■ Work required ■
Go through the entries below and write each one out exactly.

--------------------------------------------------

// Turns one pair's indicator readings into a trade signal with risk annotations.
use chrono::{DateTime, Utc};
use shared::models::{Direction, IndicatorFamily, SignalSection, TradeSignal, Trend};

use super::helpers::{calculate_risk_to_reward, calculate_stop_loss, calculate_target_price, calculate_trade_size};
use crate::config::SignalSettings;
use crate::data::CandleSeries;
use crate::error::EngineError;
use crate::indicators::rsi::{OVERBOUGHT, OVERSOLD};
use crate::indicators::{IndicatorBundle, Position};

#[derive(Debug, Clone, PartialEq)]
pub struct SignalComposer {
    pub stop_loss_pct: f64,
    pub total_balance: f64,
    pub risk_percentage: f64,
}

impl SignalComposer {
    pub fn from_settings(settings: &SignalSettings) -> Result<Self, EngineError> {
        settings.validate()?;
        let stop_loss_pct = settings
            .stop_loss_pct
            .ok_or_else(|| EngineError::ConfigError("stop_loss_pct is required".to_string()))?;
        Ok(SignalComposer {
            stop_loss_pct,
            total_balance: settings.total_balance,
            risk_percentage: settings.risk_percentage,
        })
    }

    /// Returns `None` when none of the crossover, RSI or Bollinger families leans either way.
    pub fn compose(
        &self,
        series: &CandleSeries,
        indicators: &IndicatorBundle,
        trend_1h: Trend,
        trend_15m: Trend,
        generated_at: DateTime<Utc>,
    ) -> Option<TradeSignal> {
        let entry_price = series.latest()?.close;
        let mut sections = Vec::new();
        // Each firing section overwrites the ratio; the last one wins.
        let mut risk_to_reward = None;

        let mut push_section = |indicator: IndicatorFamily, direction: Direction, reading: Option<f64>| {
            let stop_loss = calculate_stop_loss(entry_price, self.stop_loss_pct, direction);
            let target_price = calculate_target_price(entry_price, direction);
            risk_to_reward = calculate_risk_to_reward(entry_price, stop_loss, target_price);
            sections.push(SignalSection {
                indicator,
                direction,
                entry_price,
                stop_loss,
                target_price,
                reading,
            });
        };

        match indicators.latest_position() {
            Some(Position::Long) => push_section(IndicatorFamily::MovingAverageCrossover, Direction::Buy, None),
            Some(Position::Short) => push_section(IndicatorFamily::MovingAverageCrossover, Direction::Sell, None),
            None => {}
        }

        if let Some(rsi) = indicators.latest_rsi() {
            if rsi < OVERSOLD {
                push_section(IndicatorFamily::Rsi, Direction::Buy, Some(rsi));
            } else if rsi > OVERBOUGHT {
                push_section(IndicatorFamily::Rsi, Direction::Sell, Some(rsi));
            }
        }

        if let Some((lower, upper)) = indicators.latest_bands() {
            if entry_price < lower {
                push_section(IndicatorFamily::BollingerBands, Direction::Buy, None);
            } else if entry_price > upper {
                push_section(IndicatorFamily::BollingerBands, Direction::Sell, None);
            }
        }

        if sections.is_empty() {
            return None;
        }

        Some(TradeSignal {
            pair: series.pair().to_string(),
            trend_1h,
            trend_15m,
            sections,
            risk_to_reward,
            suggested_trade_size: calculate_trade_size(self.total_balance, self.risk_percentage),
            volume_spike: indicators.volume_spike,
            generated_at,
        })
    }
}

--------------------------------------------------

■ Response to the task ■
// Turns one pair's indicator readings into a trade signal with risk annotations.
use chrono::{DateTime, Utc};
use shared::models::{Direction, IndicatorFamily, SignalSection, TradeSignal, Trend};

use super::helpers::{calculate_risk_to_reward, calculate_stop_loss, calculate_target_price, calculate_trade_size};
use crate::config::SignalSettings;
use crate::data::CandleSeries;
use crate::error::EngineError;
use crate::indicators::rsi::{OVERBOUGHT, OVERSOLD};
use crate::indicators::{IndicatorBundle, Position};

#[derive(Debug, Clone, PartialEq)]
pub struct SignalComposer {
    pub stop_loss_pct: f64,
    pub total_balance: f64,
    pub risk_percentage: f64,
}

impl SignalComposer {
    pub fn from_settings(settings: &SignalSettings) -> Result<Self, EngineError> {
        settings.validate()?;
        let stop_loss_pct = settings
            .stop_loss_pct
            .ok_or_else(|| EngineError::ConfigError("stop_loss_pct is required".to_string()))?;
        Ok(SignalComposer {
            stop_loss_pct,
            total_balance: settings.total_balance,
            risk_percentage: settings.risk_percentage,
        })
    }

    /// Returns `None` when none of the crossover, RSI or Bollinger families leans either way.
    pub fn compose(
        &self,
        series: &CandleSeries,
        indicators: &IndicatorBundle,
        trend_1h: Trend,
        trend_15m: Trend,
        generated_at: DateTime<Utc>,
    ) -> Option<TradeSignal> {
        let entry_price = series.latest()?.close;
        let mut sections = Vec::new();
        // Each firing section overwrites the ratio; the last one wins.
        let mut risk_to_reward = None;

        let mut push_section = |indicator: IndicatorFamily, direction: Direction, reading: Option<f64>| {
            let stop_loss = calculate_stop_loss(entry_price, self.stop_loss_pct, direction);
            let target_price = calculate_target_price(entry_price, direction);
            risk_to_reward = calculate_risk_to_reward(entry_price, stop_loss, target_price);
            sections.push(SignalSection {
                indicator,
                direction,
                entry_price,
                stop_loss,
                target_price,
                reading,
            });
        };

        match indicators.latest_position() {
            Some(Position::Long) => push_section(IndicatorFamily::MovingAverageCrossover, Direction::Buy, None),
            Some(Position::Short) => push_section(IndicatorFamily::MovingAverageCrossover, Direction::Sell, None),
            None => {}
        }

        if let Some(rsi) = indicators.latest_rsi() {
            if rsi < OVERSOLD {
                push_section(IndicatorFamily::Rsi, Direction::Buy, Some(rsi));
            } else if rsi > OVERBOUGHT {
                push_section(IndicatorFamily::Rsi, Direction::Sell, Some(rsi));
            }
        }

        if let Some((lower, upper)) = indicators.latest_bands() {
            if entry_price < lower {
                push_section(IndicatorFamily::BollingerBands, Direction::Buy, None);
            } else if entry_price > upper {
                push_section(IndicatorFamily::BollingerBands, Direction::Sell, None);
            }
        }

        if sections.is_empty() {
            return None;
        }

        Some(TradeSignal {
            pair: series.pair().to_string(),
            trend_1h,
            trend_15m,
            sections,
            risk_to_reward,
            suggested_trade_size: calculate_trade_size(self.total_balance, self.risk_percentage),
            volume_spike: indicators.volume_spike,
            generated_at,
        })
    }
}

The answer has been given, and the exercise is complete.